At the end of the week, local municipalities were still awaiting written details from the provincial health office on how the passport should be rolled out for local recreation centers and activities.

The West Vancouver District expected to require proof of vaccination to enter many recreational and cultural facilities for programs and spectators on Friday. Proof of vaccination will also be required for parents to accompany children to their programs, said district spokeswoman Donna Powers.

Sports programs for youth 19 and under will be exempt from the requirements, but music and art programs for youth will require the passport.

Large facilities will have specific entrances open and security personnel on-site to check in people, Powers said.

She added that these requirements may change if different information is published in the written provincial health order.

Vaccine passports will be phased in over the next six weeks.

Paper cards can still be used until September 26.

After that, the electronic BC Vaccine Card will be required.

To begin with, the public will only have to provide proof of a dose of vaccine to enter the businesses and events specified by the decree. By October 24, proof of two doses will be required.

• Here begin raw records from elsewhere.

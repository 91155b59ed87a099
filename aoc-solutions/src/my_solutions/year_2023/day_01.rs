use crate::utils::input::{lines, non_empty};
use aoc_solver::{AocParser, ParseError, PartSolver, SolveError};
use aoc_solver_macros::AocSolver;

#[derive(AocSolver)]
#[aoc_solver(max_parts = 2)]
pub struct Solver;

const WORDS: [&str; 9] = ["one", "two", "three", "four", "five", "six", "seven", "eight", "nine"];

impl AocParser for Solver {
    type SharedData<'a> = Vec<&'a str>;

    fn parse(input: &str) -> Result<Self::SharedData<'_>, ParseError> {
        non_empty(lines(input), "calibration lines")
    }
}

/// Digit starting at byte `idx`, optionally recognising spelled-out words.
///
/// Words may overlap (`eightwo` holds both 8 and 2).
fn digit_at(line: &str, idx: usize, spelled: bool) -> Option<u32> {
    let rest = &line.as_bytes()[idx..];
    match rest.first() {
        Some(b) if b.is_ascii_digit() => Some(u32::from(b - b'0')),
        _ if spelled => WORDS
            .iter()
            .position(|word| rest.starts_with(word.as_bytes()))
            .map(|pos| pos as u32 + 1),
        _ => None,
    }
}

pub fn calibration(line: &str, spelled: bool) -> Result<u32, SolveError> {
    let mut digits = (0..line.len()).filter_map(|idx| digit_at(line, idx, spelled));
    let first = digits
        .next()
        .ok_or_else(|| SolveError::Invariant(format!("no digit in {:?}", line)))?;
    let last = digits.last().unwrap_or(first);
    Ok(first * 10 + last)
}

fn total(lines: &[&str], spelled: bool) -> Result<String, SolveError> {
    lines
        .iter()
        .map(|line| calibration(line, spelled))
        .sum::<Result<u32, _>>()
        .map(|sum| sum.to_string())
}

impl PartSolver<1> for Solver {
    fn solve(shared: &mut Self::SharedData<'_>) -> Result<String, SolveError> {
        total(shared, false)
    }
}

impl PartSolver<2> for Solver {
    fn solve(shared: &mut Self::SharedData<'_>) -> Result<String, SolveError> {
        total(shared, true)
    }
}

#[cfg(test)]
mod tests {
    use super::*;
    use aoc_solver::solve_input;

    #[test]
    fn test_digits_only() {
        let input = "1abc2\npqr3stu8vwx\na1b2c3d4e5f\ntreb7uchet\n";
        assert_eq!(solve_input::<Solver>(input, 1).unwrap(), "142");
    }

    #[test]
    fn test_spelled() {
        let input = "two1nine\neightwothree\nabcone2threexyz\nxtwone3four\n\
                     4nineeightseven2\nzoneight234\n7pqrstsixteen\n";
        assert_eq!(solve_input::<Solver>(input, 2).unwrap(), "281");
        assert_eq!(calibration("eightwo", true).unwrap(), 82);
    }

    #[test]
    fn test_line_without_digits() {
        assert!(matches!(
            solve_input::<Solver>("abc\n", 1),
            Err(aoc_solver::SolverError::SolveError(SolveError::Invariant(_)))
        ));
    }
}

At a press conference announcing the vaccine passports this week, Dr.Bonnie Henry, provincial medical officer of health and Minister of Health Adrian Dix, described the vaccine passports as a necessary step to protect the public while minimizing the social and economic disruption.

No essential services will be denied, says Horgan

“We know it’s going to be tough, there will be bumps at the start,” said Dix. “But it’s important to allow those who are now protected to continue to operate their businesses safely and not be burdened by the restrictions we have had to put in place in the past.”

British Columbia Premier John Horgan stressed that no one will be denied essential services because of their immunization status.

“It is not about restricting the rights of individuals. It is about giving more rights to those who have taken measures to protect themselves, ”he said. “No service will be denied to British Columbians because of the vaccination card. There will be no inability for people to shop for retail outlets. “

The vaccination passport for the companies and activities concerned comes into force on Monday, September 13.